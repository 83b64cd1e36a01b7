//! Lead entry form: raw field values as typed and their validation rules.

use std::borrow::Cow;
use std::fmt::{Display, Formatter};
use std::sync::LazyLock;

use regex::Regex;
use serde::{Deserialize, Serialize};
use validator::{Validate, ValidationError, ValidationErrors};

use crate::domain::lead::LeadCreate;

pub const NAME_REQUIRED: &str = "Name is required";
pub const EMAIL_REQUIRED: &str = "Email is required";
pub const EMAIL_INVALID: &str = "Invalid email format";
pub const HEADCOUNT_NOT_A_NUMBER: &str = "Headcount must be a whole number";
pub const HEADCOUNT_NEGATIVE: &str = "Headcount must be a positive number";

const REQUIRED_CODE: &str = "required";

static EMAIL_PATTERN: LazyLock<Regex> = LazyLock::new(|| {
    Regex::new(r"^[^\s@]+@[^\s@]+\.[^\s@]+$").expect("email pattern must compile")
});

/// Fields of the lead form, in display order.
#[derive(Clone, Copy, Debug, PartialEq, Eq, Hash)]
pub enum LeadField {
    Name,
    Email,
    JobTitle,
    Company,
    PhoneNumber,
    Industry,
    Headcount,
}

impl LeadField {
    pub fn as_str(self) -> &'static str {
        match self {
            LeadField::Name => "name",
            LeadField::Email => "email",
            LeadField::JobTitle => "job_title",
            LeadField::Company => "company",
            LeadField::PhoneNumber => "phone_number",
            LeadField::Industry => "industry",
            LeadField::Headcount => "headcount",
        }
    }
}

#[derive(Clone, Debug, Default, PartialEq, Eq, Serialize, Deserialize, Validate)]
/// Lead form contents exactly as entered by the user.
pub struct LeadDraft {
    #[serde(default)]
    #[validate(custom(function = "name_required"))]
    pub name: String,
    #[serde(default)]
    #[validate(
        custom(function = "email_required"),
        regex(path = *EMAIL_PATTERN, code = "email_format", message = "Invalid email format")
    )]
    pub email: String,
    #[serde(default)]
    pub job_title: String,
    #[serde(default)]
    pub company: String,
    #[serde(default)]
    pub phone_number: String,
    #[serde(default)]
    pub industry: String,
    /// Kept as text so partially typed values survive a failed submission.
    #[serde(default)]
    #[validate(custom(function = "headcount_number"))]
    pub headcount: String,
}

/// Posted add-lead form: the draft and the id issued with the rendered page.
#[derive(Clone, Debug, Default, PartialEq, Eq, Deserialize)]
pub struct AddLeadForm {
    #[serde(default)]
    pub submission_id: String,
    #[serde(flatten)]
    pub draft: LeadDraft,
}

/// Per-field validation messages; `None` means the field is valid.
#[derive(Clone, Debug, Default, PartialEq, Eq, Serialize)]
pub struct LeadFormErrors {
    pub name: Option<String>,
    pub email: Option<String>,
    pub headcount: Option<String>,
}

fn field_error(code: &'static str, message: &'static str) -> ValidationError {
    let mut error = ValidationError::new(code);
    error.message = Some(Cow::Borrowed(message));
    error
}

fn name_required(value: &str) -> Result<(), ValidationError> {
    if value.trim().is_empty() {
        return Err(field_error(REQUIRED_CODE, NAME_REQUIRED));
    }
    Ok(())
}

fn email_required(value: &str) -> Result<(), ValidationError> {
    if value.trim().is_empty() {
        return Err(field_error(REQUIRED_CODE, EMAIL_REQUIRED));
    }
    Ok(())
}

fn headcount_number(value: &str) -> Result<(), ValidationError> {
    let value = value.trim();
    if value.is_empty() {
        return Ok(());
    }
    match value.parse::<i64>() {
        Ok(headcount) if headcount < 0 => Err(field_error("positive", HEADCOUNT_NEGATIVE)),
        Ok(_) => Ok(()),
        Err(_) => Err(field_error("number", HEADCOUNT_NOT_A_NUMBER)),
    }
}

fn optional(value: &str) -> Option<String> {
    let value = value.trim();
    (!value.is_empty()).then(|| value.to_string())
}

impl LeadFormErrors {
    pub fn is_empty(&self) -> bool {
        self.name.is_none() && self.email.is_none() && self.headcount.is_none()
    }

    /// Drops the message attached to `field`, if that field carries one.
    pub fn clear(&mut self, field: LeadField) {
        match field {
            LeadField::Name => self.name = None,
            LeadField::Email => self.email = None,
            LeadField::Headcount => self.headcount = None,
            _ => {}
        }
    }

    /// Picks one message per field, preferring "required" over format errors.
    fn from_validation(errors: &ValidationErrors) -> Self {
        let field_errors = errors.field_errors();
        let message = |field: LeadField| {
            field_errors.get(field.as_str()).and_then(|errors| {
                errors
                    .iter()
                    .find(|error| error.code == REQUIRED_CODE)
                    .or_else(|| errors.first())
                    .map(|error| match &error.message {
                        Some(message) => message.to_string(),
                        None => error.code.to_string(),
                    })
            })
        };

        Self {
            name: message(LeadField::Name),
            email: message(LeadField::Email),
            headcount: message(LeadField::Headcount),
        }
    }
}

impl Display for LeadFormErrors {
    fn fmt(&self, f: &mut Formatter<'_>) -> std::fmt::Result {
        let messages = [&self.name, &self.email, &self.headcount]
            .into_iter()
            .flatten()
            .map(String::as_str)
            .collect::<Vec<_>>();
        write!(f, "{}", messages.join("; "))
    }
}

impl LeadDraft {
    pub fn set(&mut self, field: LeadField, value: impl Into<String>) {
        let value = value.into();
        match field {
            LeadField::Name => self.name = value,
            LeadField::Email => self.email = value,
            LeadField::JobTitle => self.job_title = value,
            LeadField::Company => self.company = value,
            LeadField::PhoneNumber => self.phone_number = value,
            LeadField::Industry => self.industry = value,
            LeadField::Headcount => self.headcount = value,
        }
    }

    /// Runs every validation rule and, when all pass, builds the payload.
    ///
    /// `headcount_max` is the configured upper bound for the headcount field;
    /// `None` leaves it unbounded.
    pub fn check(&self, headcount_max: Option<i64>) -> Result<LeadCreate, LeadFormErrors> {
        let mut errors = match self.validate() {
            Ok(()) => LeadFormErrors::default(),
            Err(errors) => LeadFormErrors::from_validation(&errors),
        };

        let headcount = self.headcount.trim().parse::<i64>().ok();
        if errors.headcount.is_none() {
            if let (Some(headcount), Some(max)) = (headcount, headcount_max) {
                if headcount > max {
                    errors.headcount = Some(format!("Headcount must be at most {max}"));
                }
            }
        }

        if !errors.is_empty() {
            return Err(errors);
        }

        Ok(LeadCreate {
            name: self.name.trim().to_string(),
            email: self.email.trim().to_string(),
            job_title: optional(&self.job_title),
            phone_number: optional(&self.phone_number),
            company: optional(&self.company),
            industry: optional(&self.industry),
            headcount,
        })
    }
}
===============
## Work instructions
Your answer should be the data above, retyped exactly.

## Expected output
repository 83b64cd1e36a01b7
//! Lead entry form: raw field values as typed and their validation rules.

use std::borrow::Cow;
use std::fmt::{Display, Formatter};
use std::sync::LazyLock;

use regex::Regex;
use serde::{Deserialize, Serialize};
use validator::{Validate, ValidationError, ValidationErrors};

use crate::domain::lead::LeadCreate;

pub const NAME_REQUIRED: &str = "Name is required";
pub const EMAIL_REQUIRED: &str = "Email is required";
pub const EMAIL_INVALID: &str = "Invalid email format";
pub const HEADCOUNT_NOT_A_NUMBER: &str = "Headcount must be a whole number";
pub const HEADCOUNT_NEGATIVE: &str = "Headcount must be a positive number";

const REQUIRED_CODE: &str = "required";

static EMAIL_PATTERN: LazyLock<Regex> = LazyLock::new(|| {
    Regex::new(r"^[^\s@]+@[^\s@]+\.[^\s@]+$").expect("email pattern must compile")
});

/// Fields of the lead form, in display order.
#[derive(Clone, Copy, Debug, PartialEq, Eq, Hash)]
pub enum LeadField {
    Name,
    Email,
    JobTitle,
    Company,
    PhoneNumber,
    Industry,
    Headcount,
}

impl LeadField {
    pub fn as_str(self) -> &'static str {
        match self {
            LeadField::Name => "name",
            LeadField::Email => "email",
            LeadField::JobTitle => "job_title",
            LeadField::Company => "company",
            LeadField::PhoneNumber => "phone_number",
            LeadField::Industry => "industry",
            LeadField::Headcount => "headcount",
        }
    }
}

#[derive(Clone, Debug, Default, PartialEq, Eq, Serialize, Deserialize, Validate)]
/// Lead form contents exactly as entered by the user.
pub struct LeadDraft {
    #[serde(default)]
    #[validate(custom(function = "name_required"))]
    pub name: String,
    #[serde(default)]
    #[validate(
        custom(function = "email_required"),
        regex(path = *EMAIL_PATTERN, code = "email_format", message = "Invalid email format")
    )]
    pub email: String,
    #[serde(default)]
    pub job_title: String,
    #[serde(default)]
    pub company: String,
    #[serde(default)]
    pub phone_number: String,
    #[serde(default)]
    pub industry: String,
    /// Kept as text so partially typed values survive a failed submission.
    #[serde(default)]
    #[validate(custom(function = "headcount_number"))]
    pub headcount: String,
}

/// Posted add-lead form: the draft and the id issued with the rendered page.
#[derive(Clone, Debug, Default, PartialEq, Eq, Deserialize)]
pub struct AddLeadForm {
    #[serde(default)]
    pub submission_id: String,
    #[serde(flatten)]
    pub draft: LeadDraft,
}

/// Per-field validation messages; `None` means the field is valid.
#[derive(Clone, Debug, Default, PartialEq, Eq, Serialize)]
pub struct LeadFormErrors {
    pub name: Option<String>,
    pub email: Option<String>,
    pub headcount: Option<String>,
}

fn field_error(code: &'static str, message: &'static str) -> ValidationError {
    let mut error = ValidationError::new(code);
    error.message = Some(Cow::Borrowed(message));
    error
}

fn name_required(value: &str) -> Result<(), ValidationError> {
    if value.trim().is_empty() {
        return Err(field_error(REQUIRED_CODE, NAME_REQUIRED));
    }
    Ok(())
}

fn email_required(value: &str) -> Result<(), ValidationError> {
    if value.trim().is_empty() {
        return Err(field_error(REQUIRED_CODE, EMAIL_REQUIRED));
    }
    Ok(())
}

fn headcount_number(value: &str) -> Result<(), ValidationError> {
    let value = value.trim();
    if value.is_empty() {
        return Ok(());
    }
    match value.parse::<i64>() {
        Ok(headcount) if headcount < 0 => Err(field_error("positive", HEADCOUNT_NEGATIVE)),
        Ok(_) => Ok(()),
        Err(_) => Err(field_error("number", HEADCOUNT_NOT_A_NUMBER)),
    }
}

fn optional(value: &str) -> Option<String> {
    let value = value.trim();
    (!value.is_empty()).then(|| value.to_string())
}

impl LeadFormErrors {
    pub fn is_empty(&self) -> bool {
        self.name.is_none() && self.email.is_none() && self.headcount.is_none()
    }

    /// Drops the message attached to `field`, if that field carries one.
    pub fn clear(&mut self, field: LeadField) {
        match field {
            LeadField::Name => self.name = None,
            LeadField::Email => self.email = None,
            LeadField::Headcount => self.headcount = None,
            _ => {}
        }
    }

    /// Picks one message per field, preferring "required" over format errors.
    fn from_validation(errors: &ValidationErrors) -> Self {
        let field_errors = errors.field_errors();
        let message = |field: LeadField| {
            field_errors.get(field.as_str()).and_then(|errors| {
                errors
                    .iter()
                    .find(|error| error.code == REQUIRED_CODE)
                    .or_else(|| errors.first())
                    .map(|error| match &error.message {
                        Some(message) => message.to_string(),
                        None => error.code.to_string(),
                    })
            })
        };

        Self {
            name: message(LeadField::Name),
            email: message(LeadField::Email),
            headcount: message(LeadField::Headcount),
        }
    }
}

impl Display for LeadFormErrors {
    fn fmt(&self, f: &mut Formatter<'_>) -> std::fmt::Result {
        let messages = [&self.name, &self.email, &self.headcount]
            .into_iter()
            .flatten()
            .map(String::as_str)
            .collect::<Vec<_>>();
        write!(f, "{}", messages.join("; "))
    }
}

impl LeadDraft {
    pub fn set(&mut self, field: LeadField, value: impl Into<String>) {
        let value = value.into();
        match field {
            LeadField::Name => self.name = value,
            LeadField::Email => self.email = value,
            LeadField::JobTitle => self.job_title = value,
            LeadField::Company => self.company = value,
            LeadField::PhoneNumber => self.phone_number = value,
            LeadField::Industry => self.industry = value,
            LeadField::Headcount => self.headcount = value,
        }
    }

    /// Runs every validation rule and, when all pass, builds the payload.
    ///
    /// `headcount_max` is the configured upper bound for the headcount field;
    /// `None` leaves it unbounded.
    pub fn check(&self, headcount_max: Option<i64>) -> Result<LeadCreate, LeadFormErrors> {
        let mut errors = match self.validate() {
            Ok(()) => LeadFormErrors::default(),
            Err(errors) => LeadFormErrors::from_validation(&errors),
        };

        let headcount = self.headcount.trim().parse::<i64>().ok();
        if errors.headcount.is_none() {
            if let (Some(headcount), Some(max)) = (headcount, headcount_max) {
                if headcount > max {
                    errors.headcount = Some(format!("Headcount must be at most {max}"));
                }
            }
        }

        if !errors.is_empty() {
            return Err(errors);
        }

        Ok(LeadCreate {
            name: self.name.trim().to_string(),
            email: self.email.trim().to_string(),
            job_title: optional(&self.job_title),
            phone_number: optional(&self.phone_number),
            company: optional(&self.company),
            industry: optional(&self.industry),
            headcount,
        })
    }
}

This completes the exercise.